§ **Task description**
Report each line from the entries in which "impl" can be found.

(Saved entries)
*** Block opens ***

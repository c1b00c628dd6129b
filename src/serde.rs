//! # Serde module for Sketch
//!
//! This module provides serde-based (serialization and deserialization) features for
//! [`Sketch`], so partial results can be shipped between shards and reduced elsewhere.
//!
//! A sketch is serialized as a tuple `(precision, sparse_threshold, dense, data)` where `data`
//! holds either the sorted encoded hashes of the sparse representation or the packed registers
//! of the dense one.
//!
//! Deserialization validates every invariant (precision range, threshold, sort order and
//! encoding of sparse hashes, register slice length and ranks) and rejects malformed input
//! instead of producing a sketch that would estimate garbage.
//!
//! Refer to the serde documentation for more details on custom serialization and deserialization:
//! - [Serialization](https://serde.rs/impl-serialize.html)
//! - [Deserialization](https://serde.rs/impl-deserialize.html)
use serde::de::Error;
use serde::ser::SerializeTuple;
use serde::{Deserialize, Serialize};

use crate::config::CardinalityConfig;
use crate::error::CardinalityError;
use crate::estimator::Sketch;
use crate::hyperloglog::HyperLogLog;
use crate::representation::{is_valid_encoding, Representation};
use crate::sparse::Sparse;

impl Serialize for Sketch {
    fn serialize<S>(&self, serializer: S) -> Result<S::Ok, S::Error>
    where
        S: serde::Serializer,
    {
        let mut tup = serializer.serialize_tuple(4)?;
        tup.serialize_element(&self.precision())?;
        tup.serialize_element(&self.sparse_threshold())?;
        match &self.repr {
            Representation::Sparse(sparse) => {
                tup.serialize_element(&false)?;
                tup.serialize_element(sparse.items())?;
            }
            Representation::Dense(hll) => {
                tup.serialize_element(&true)?;
                tup.serialize_element(hll.data())?;
            }
        }
        tup.end()
    }
}

impl<'de> Deserialize<'de> for Sketch {
    fn deserialize<D>(deserializer: D) -> Result<Self, D::Error>
    where
        D: serde::Deserializer<'de>,
    {
        let (precision, sparse_threshold, dense, data): (u8, usize, bool, Vec<u32>) =
            Deserialize::deserialize(deserializer)?;
        restore(precision, sparse_threshold, dense, data).map_err(D::Error::custom)
    }
}

fn restore(
    precision: u8,
    sparse_threshold: usize,
    dense: bool,
    data: Vec<u32>,
) -> Result<Sketch, CardinalityError> {
    CardinalityConfig::default()
        .with_precision(precision)
        .with_sparse_threshold(sparse_threshold)
        .validate()?;
    let repr = if dense {
        Representation::Dense(HyperLogLog::from_data(precision, data)?)
    } else {
        if !data.windows(2).all(|w| w[0] < w[1]) {
            return Err(CardinalityError::InvalidRepresentation(
                "sparse hashes are not strictly increasing",
            ));
        }
        if !data.iter().all(|&h| is_valid_encoding(h)) {
            return Err(CardinalityError::InvalidRepresentation(
                "sparse hash has an invalid encoding",
            ));
        }
        Representation::Sparse(Sparse::from_sorted(data))
    };
    Sketch::from_parts(precision, sparse_threshold, repr)
}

*** Block closes ***

§ **Result of the task**
//! - [Serialization](https://serde.rs/impl-serialize.html)
//! - [Deserialization](https://serde.rs/impl-deserialize.html)
impl Serialize for Sketch {
impl<'de> Deserialize<'de> for Sketch {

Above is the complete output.